Dorothy Tegeler: Yeah, so … one of the clients, actually, who was part of this in absentia report that we were talking about earlier. She is really inspiring to me because, you know, she came here, her brothers were murdered in her country … she came here with her 3-year-old daughter after she got death threats. She was detained. She got out of detention, and then she was trying to find a lawyer. She found this man who said he was an attorney, but he wasn’t. And he took thousands of dollars from her, told her she didn’t have to go her court hearing and so she lost her case and got a deportation order.
At that point a friend of hers told her about ASAP’s online community. She joined; she met us. Kind of, got together on a very short timeline to try to reopen her case.

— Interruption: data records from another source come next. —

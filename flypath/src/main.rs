mod host;
mod input;
mod options;

use anyhow::{anyhow, Error as AnyError};
use clap::Parser;
use flyover::{assemble, FlyoverPath, SceneHost, TrackingPolicy};
use host::RecordingHost;
use options::{Cli, Command as CliCmd};
use serde::Serialize;
use std::io::Write;
use terramesh::{math::Vec3, TerrainMesh};

fn main() -> Result<(), AnyError> {
    let cli = Cli::parse();
    env_logger::init();

    let heightfield = input::load_ascii_grid(&cli.dem)?;
    let mesh = TerrainMesh::builder()
        .z_scale(cli.z_scale)
        .image_sample(cli.image_sample)
        .build(&heightfield)?;
    let path = FlyoverPath::plan(cli.pattern.into(), &mesh, &heightfield)?;

    match cli.cmd {
        CliCmd::Csv => print_csv(&path)?,
        CliCmd::Json => print_json(&path)?,
        CliCmd::Summary => print_summary(&cli, &mesh, &path)?,
    }
    Ok(())
}

fn print_csv(path: &FlyoverPath) -> Result<(), AnyError> {
    let mut stdout = std::io::stdout().lock();
    writeln!(stdout, "X,Y,Z")?;
    for Vec3 { x, y, z } in &path.waypoints {
        writeln!(stdout, "{x},{y},{z}")?;
    }
    Ok(())
}

fn print_json(path: &FlyoverPath) -> Result<(), AnyError> {
    #[derive(Serialize)]
    struct JsonOptics {
        focal_length_mm: f64,
        clip_start: f64,
        clip_end: f64,
    }

    #[derive(Serialize)]
    struct JsonPath {
        pattern: String,
        tracking: &'static str,
        target: Option<[f64; 3]>,
        optics: JsonOptics,
        waypoints: Vec<[f64; 3]>,
    }

    let (tracking, target) = match path.tracking {
        TrackingPolicy::StaticTarget(p) => ("static-target", Some([p.x, p.y, p.z])),
        TrackingPolicy::FollowCurveTangent => ("curve-tangent", None),
        TrackingPolicy::FollowExplicitTarget(p) => ("explicit-target", Some([p.x, p.y, p.z])),
    };

    let reshaped = JsonPath {
        pattern: format!("{:?}", path.pattern).to_lowercase(),
        tracking,
        target,
        optics: JsonOptics {
            focal_length_mm: path.optics.focal_length_mm,
            clip_start: path.optics.clip_start,
            clip_end: path.optics.clip_end,
        },
        waypoints: path.waypoints.iter().map(|w| [w.x, w.y, w.z]).collect(),
    };
    let json = serde_json::to_string(&reshaped)?;
    println!("{json}");
    Ok(())
}

fn print_summary(cli: &Cli, mesh: &TerrainMesh, path: &FlyoverPath) -> Result<(), AnyError> {
    let mut scene = RecordingHost::default();
    let mesh_name = cli
        .dem
        .file_stem()
        .and_then(std::ffi::OsStr::to_str)
        .unwrap_or("dtm");
    scene
        .create_mesh(mesh, mesh_name)
        .ok_or_else(|| anyhow!("scene host failed to create mesh"))?;
    assemble(&mut scene, path)?;

    let mut stdout = std::io::stdout().lock();
    let (width, height) = cli.resolution.frame_size();
    let (min, max) = mesh.extents();
    writeln!(stdout, "render target: {width}x{height}")?;
    writeln!(
        stdout,
        "mesh extents: ({:.2}, {:.2}, {:.2}) .. ({:.2}, {:.2}, {:.2})",
        min.x, min.y, min.z, max.x, max.y, max.z
    )?;
    writeln!(stdout, "ground reference: {:.4}", mesh.ground_reference())?;
    writeln!(stdout, "waypoints: {}", path.waypoints.len())?;
    writeln!(stdout, "objects:")?;
    for object in &scene.objects {
        writeln!(stdout, "  {object}")?;
    }
    writeln!(stdout, "constraints:")?;
    for constraint in &scene.constraints {
        writeln!(stdout, "  {constraint}")?;
    }
    if let Some(frames) = scene.animation_frames {
        writeln!(stdout, "animation: {frames} frames")?;
    }
    Ok(())
}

And we were able to do that. We were able to reopen her case and give her another chance to seek asylum. And she … I think what really inspires me about her is that then she kind of came back to the online group, and she posted and told everyone what had happened and said “if you’re in this group and you’ve been the victim of fraud, don’t be scared. Seek help.” And she sort of continued to support newer members of the group — people who’ve recently arrived and are trying to navigate this system. So, she’s someone I’m really glad we were able to connect with and help, and it’s really great to see her kind of moving forward and helping other people in the group.
Robin Davidson: It sounds like the work that you’re doing to connect these people to each other so that they can continue to influence each other’s lives, and sort of empower themselves a little bit, sounds as meaningful as the legal work itself.
Dorothy Tegeler: Yeah, absolutely! I think these are people who are often pretty isolated in the communities they’re living in. And to be able to connect to this network of people around the country who are going through similar experiences is pretty powerful. We created the group to be more of the legal help desk, but it’s really become this real community. And I do think that that is just as if not more powerful than the legal part of it.
Robin Davidson: Thank you so much for joining us and telling us all about ASAP and the work that you’re doing.